I like to think that you and I are the oddballs in our family- the only people we are like are each other. 
I've always had a unibrow: I know as a girl, its ultra-embarrassing. I've always plucked it, and never thought twice about it. Then one day, I was looking through the baby pictures of everyone in the family, and I noticed that no one else had a unibrow. I asked around about which family member I had got it from, and no one could tell me. I accepted it for the longest that it was just some freak thing, like it wasn't something that got passed down, it was just something *I* had. Then I found a picture of you taken when you were in the army back in the day, and what do you know? You had a unibrow. Its makes me smile just thinking about it. I've always hoped that none of my kids will ever get the unibrow- to save them from embarrassment- but now, (it sounds funny to say) I really hope they do. Even if they pluck it away like I do, I just want them to share that with us.
The oddballs.

I remember one day I was looking through all your photo albums, I noticed that page after page was just filled with pictures of me. I asked, "Why are so many pictures of just me?" Mama told me that you had put those albums together. Just the way that those albums were put together showed how much you loved me. I cried when she told me that (only for like a minute though, I didn't want to explain why I was crying to her). You were still there that day (physically, the Alzheimer's had already taken over). All I can think now is, why the crap didn't I just run to you, and hug you and tell you that I love you too, with all of my heart? But I know, I was just too sad, and I didn't want to face it all. Its the same reason I didn't come to see you the day that you died.

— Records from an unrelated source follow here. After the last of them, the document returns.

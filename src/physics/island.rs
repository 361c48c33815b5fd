//! Simulation islands: groups of bodies connected through contact
//! manifolds. Each island is solved and put to sleep as a unit.

use std::collections::HashSet;

use tracing::debug;

use super::arena::Arena;
use super::collider::Collider;
use super::rigid_body::{BodyHandle, RigidBody};
use super::solver::{ContactSolver, SolverSettings};

/// Sleep thresholds.
#[derive(Debug, Clone, Copy, PartialEq)]
pub struct SleepSettings {
    /// Linear speed below which a body counts as resting (m/s).
    pub linear_threshold: f32,
    /// Angular speed below which a body counts as resting (rad/s).
    pub angular_threshold: f32,
    /// Seconds every body of an island must rest before it sleeps.
    pub time_to_sleep: f32,
}

impl Default for SleepSettings {
    fn default() -> Self {
        Self {
            linear_threshold: 0.1,
            angular_threshold: 0.1,
            time_to_sleep: 0.5,
        }
    }
}

/// One connected component of the contact graph.
#[derive(Debug, Clone, Default)]
pub struct Island {
    bodies: Vec<BodyHandle>,
    manifolds: Vec<u64>,
}

impl Island {
    pub fn bodies(&self) -> &[BodyHandle] {
        &self.bodies
    }

    /// Keys of the manifolds solved with this island.
    pub fn manifolds(&self) -> &[u64] {
        &self.manifolds
    }

    pub fn solve(
        &self,
        solver: &mut ContactSolver,
        bodies: &mut Arena<RigidBody>,
        settings: &SolverSettings,
        dt: f32,
    ) {
        solver.solve(&self.manifolds, bodies, settings, dt);
    }

    /// Advance rest timers. When every body has rested long enough the whole
    /// island sleeps. Returns `true` if it fell asleep.
    pub fn update_sleep(&self, bodies: &mut Arena<RigidBody>, sleep: &SleepSettings, dt: f32) -> bool {
        let mut min_rest = f32::MAX;
        for handle in &self.bodies {
            if let Some(body) = bodies.get_mut(*handle) {
                let rest = body.update_sleep_time(dt, sleep.linear_threshold, sleep.angular_threshold);
                min_rest = min_rest.min(rest);
            }
        }
        if min_rest < sleep.time_to_sleep {
            return false;
        }

        for handle in &self.bodies {
            if let Some(body) = bodies.get_mut(*handle) {
                body.sleep();
            }
        }
        debug!(bodies = self.bodies.len(), "island asleep");
        true
    }
}

/// Flood fill over body -> collider -> manifold -> body edges.
#[derive(Debug, Default)]
pub struct IslandBuilder {
    version: u64,
    stack: Vec<BodyHandle>,
    seen_manifolds: HashSet<u64>,
}

impl IslandBuilder {
    /// Partition every awake body into islands. Sleeping bodies reached from
    /// an awake one are woken and join its island.
    pub fn build(
        &mut self,
        bodies: &mut Arena<RigidBody>,
        colliders: &Arena<Collider>,
        solver: &ContactSolver,
    ) -> Vec<Island> {
        self.begin();
        let mut islands = Vec::new();
        for handle in bodies.handles() {
            let Some(body) = bodies.get(handle) else {
                continue;
            };
            if body.is_asleep() || body.island_version == self.version {
                continue;
            }
            islands.push(self.flood(handle, bodies, colliders, solver));
        }
        islands
    }

    /// The island containing `start`, waking every body in it.
    pub fn wake_connected(
        &mut self,
        start: BodyHandle,
        bodies: &mut Arena<RigidBody>,
        colliders: &Arena<Collider>,
        solver: &ContactSolver,
    ) -> Island {
        self.begin();
        if let Some(body) = bodies.get_mut(start) {
            body.wake();
        }
        self.flood(start, bodies, colliders, solver)
    }

    fn begin(&mut self) {
        self.version += 1;
        self.stack.clear();
        self.seen_manifolds.clear();
    }

    fn flood(
        &mut self,
        start: BodyHandle,
        bodies: &mut Arena<RigidBody>,
        colliders: &Arena<Collider>,
        solver: &ContactSolver,
    ) -> Island {
        let mut island = Island::default();
        let Some(body) = bodies.get_mut(start) else {
            return island;
        };
        body.island_version = self.version;
        self.stack.push(start);

        let mut neighbors = Vec::new();
        while let Some(current) = self.stack.pop() {
            island.bodies.push(current);

            neighbors.clear();
            if let Some(body) = bodies.get(current) {
                for collider in body.colliders.iter().filter_map(|h| colliders.get(*h)) {
                    for &key in collider.contact_keys() {
                        if !self.seen_manifolds.insert(key) {
                            continue;
                        }
                        let Some(manifold) = solver.manifold(key) else {
                            continue;
                        };
                        island.manifolds.push(key);
                        let (a, b) = manifold.bodies();
                        neighbors.extend([a, b].into_iter().flatten().filter(|h| *h != current));
                    }
                }
            }

            for &other in &neighbors {
                let Some(body) = bodies.get_mut(other) else {
                    continue;
                };
                if body.island_version == self.version {
                    continue;
                }
                body.island_version = self.version;
                // Awake neighbours keep their rest timer.
                if body.is_asleep() {
                    body.wake();
                    debug!(body = ?other, "body woken by island");
                }
                self.stack.push(other);
            }
        }
        island
    }
}

#[cfg(test)]
mod tests {
    use super::*;
    use crate::physics::collider::ColliderHandle;
    use crate::physics::contact::{ContactInfo, ContactPoint};
    use crate::physics::shape::ColliderShape;
    use glam::Vec3;

    struct Scene {
        bodies: Arena<RigidBody>,
        colliders: Arena<Collider>,
        solver: ContactSolver,
        handles: Vec<(BodyHandle, ColliderHandle)>,
    }

    impl Scene {
        fn new(count: usize) -> Self {
            let mut bodies = Arena::unbounded("rigid body");
            let mut colliders = Arena::unbounded("collider");
            let mut handles = Vec::new();
            for i in 0..count {
                let position = Vec3::new(i as f32 * 3.0, 0.0, 0.0);
                let body = bodies.try_insert(RigidBody::new(position)).unwrap();
                let collider = colliders
                    .try_insert(
                        Collider::new(ColliderShape::Sphere { radius: 1.0 }).with_position(position),
                    )
                    .unwrap();
                colliders.get_mut(collider).unwrap().body = Some(body);
                bodies.get_mut(body).unwrap().colliders.push(collider);
                handles.push((body, collider));
            }
            Self {
                bodies,
                colliders,
                solver: ContactSolver::default(),
                handles,
            }
        }

        fn touch(&mut self, i: usize, j: usize) {
            let info = ContactInfo {
                normal: Vec3::X,
                points: vec![ContactPoint {
                    position_a: Vec3::ZERO,
                    position_b: Vec3::ZERO,
                    depth: 0.0,
                }],
            };
            self.solver
                .add(self.handles[i].1, self.handles[j].1, &info, &mut self.colliders);
        }
    }

    #[test]
    fn test_connected_bodies_share_an_island() {
        let mut scene = Scene::new(4);
        scene.touch(0, 1);
        scene.touch(1, 2);

        let mut builder = IslandBuilder::default();
        let mut islands = builder.build(&mut scene.bodies, &scene.colliders, &scene.solver);
        islands.sort_by_key(|i| std::cmp::Reverse(i.bodies().len()));
        assert_eq!(islands.len(), 2);
        assert_eq!(islands[0].bodies().len(), 3);
        assert_eq!(islands[0].manifolds().len(), 2);
        assert_eq!(islands[1].bodies(), &[scene.handles[3].0]);
        assert!(islands[1].manifolds().is_empty());
    }

    #[test]
    fn test_island_sleeps_together() {
        let mut scene = Scene::new(2);
        scene.touch(0, 1);
        let settings = SleepSettings::default();
        let mut builder = IslandBuilder::default();

        // One body keeps moving, so neither may sleep.
        scene.bodies[scene.handles[1].0].linear_velocity = Vec3::X;
        for _ in 0..40 {
            let islands = builder.build(&mut scene.bodies, &scene.colliders, &scene.solver);
            assert_eq!(islands.len(), 1);
            assert!(!islands[0].update_sleep(&mut scene.bodies, &settings, 0.02));
        }

        scene.bodies[scene.handles[1].0].linear_velocity = Vec3::ZERO;
        let mut slept = false;
        for _ in 0..40 {
            for island in builder.build(&mut scene.bodies, &scene.colliders, &scene.solver) {
                slept |= island.update_sleep(&mut scene.bodies, &settings, 0.02);
            }
        }
        assert!(slept);
        assert!(scene.handles.iter().all(|(b, _)| scene.bodies[*b].is_asleep()));
        assert!(builder
            .build(&mut scene.bodies, &scene.colliders, &scene.solver)
            .is_empty());
    }

    #[test]
    fn test_build_keeps_neighbour_rest_time() {
        let mut scene = Scene::new(3);
        scene.touch(0, 1);
        scene.touch(1, 2);
        let settings = SleepSettings::default();
        let mut builder = IslandBuilder::default();

        for _ in 0..5 {
            for island in builder.build(&mut scene.bodies, &scene.colliders, &scene.solver) {
                island.update_sleep(&mut scene.bodies, &settings, 0.02);
            }
        }
        builder.build(&mut scene.bodies, &scene.colliders, &scene.solver);
        for (body, _) in &scene.handles {
            let rest = scene.bodies[*body].sleep_time();
            assert!((rest - 0.1).abs() < 1e-5, "rest timer was reset: {rest}");
        }
    }

    #[test]
    fn test_wake_connected_wakes_whole_island() {
        let mut scene = Scene::new(3);
        scene.touch(0, 1);
        for (body, _) in &scene.handles {
            scene.bodies.get_mut(*body).unwrap().sleep();
        }

        let mut builder = IslandBuilder::default();
        let island = builder.wake_connected(
            scene.handles[1].0,
            &mut scene.bodies,
            &scene.colliders,
            &scene.solver,
        );
        assert_eq!(island.bodies().len(), 2);
        assert!(!scene.bodies[scene.handles[0].0].is_asleep());
        assert!(!scene.bodies[scene.handles[1].0].is_asleep());
        assert!(scene.bodies[scene.handles[2].0].is_asleep());
    }

    #[test]
    fn test_awake_body_wakes_sleeping_neighbor() {
        let mut scene = Scene::new(2);
        scene.touch(0, 1);
        scene.bodies.get_mut(scene.handles[1].0).unwrap().sleep();

        let mut builder = IslandBuilder::default();
        let islands = builder.build(&mut scene.bodies, &scene.colliders, &scene.solver);
        assert_eq!(islands.len(), 1);
        assert_eq!(islands[0].bodies().len(), 2);
        assert!(!scene.bodies[scene.handles[1].0].is_asleep());
    }
}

I cry every time I think about you. You'd think that after all this time, I'd let it go, but I can't. There are just so many things left unsaid. All the family drama thats happened since you left just makes me think about you more. I've tried my best to not let the recent tarnish of your family name effect my memory of you. I've always wished you were still here, but lately I've come to realize that maybe its better this way. I know if you were here, you would just get your heart broken along with the rest of us.

I know you love Mama, but every time I think about the day you died, I can't help but be angry at her. She made me feel so guilty about not visiting you that day. She told me that you asked for me, and that she felt bad for you, that I would rather sit home and watch tv than to see you. It may not have been a lie that you asked for me, but what kind of person lays all that baggage on a 11 or 12 year old? I've had such a hard time in my life since then, and I wouldn't be at all shocked if some future psychiatrist finds that everything boils down to my guilt from her.

I would give anything in my entire life to be able to just look at you and say that I'm sorry. I am so sorry. I love you. I love you. I love you. 

I hope that someday I'll see you again, and I'll get to say all this to you in person. But I hope, in some freak way, you can read this, or hear me thinking the words out in my head- and that you understand how I feel. I would never do anything to hurt you. I love you, Papa.


----------



## velo (Feb 23, 2008)

Very moving.  Thank you.  A couple grammatical errors but I'll be damned if I can remember them right now.


----------



## jacobworld (Feb 24, 2008)

nice one


----------



## Just Jim (Mar 15, 2008)

Beautiful, Modest Me. And well written.

I hope that the writing will bring you peace.

I believe that time is just something that we, the living, need.
Beyond time, perhaps he heard you.

Jim


----------



## Chessrogue (Mar 20, 2008)

"I like to think that you and I are the oddballs in our family- the only people we are like are each other."

Try something like...

"It's probably safe to say that you and I are the oddballs of the family. We're so alike sometimes that it's frightening!!"

I would recommend working on better sentence structure, but your story has a lot of feeling and you are correct in your observation that expressing oneself will create a dramatic effect on paper...


----------



## Olly Buckle (Mar 22, 2008)

When people are emotional they blame, placate, go robotic or talk about something else, they rarely level. Your mother's reaction seems unfortunate but human to me, losing a partner is an even more intense emotional experience than losing a parent in my experience, if there was ever a time she was entitled to lose the plot a little that was it.
  Literate, readable, structured, no niggles that I can spot.


----------



## kaytea111 (Mar 23, 2008)

very very touching
good job


----------



## lilacstarflower (Mar 23, 2008)

That was moving - could tell it came straight from the heart. Good job


----------



## Prof (Mar 26, 2008)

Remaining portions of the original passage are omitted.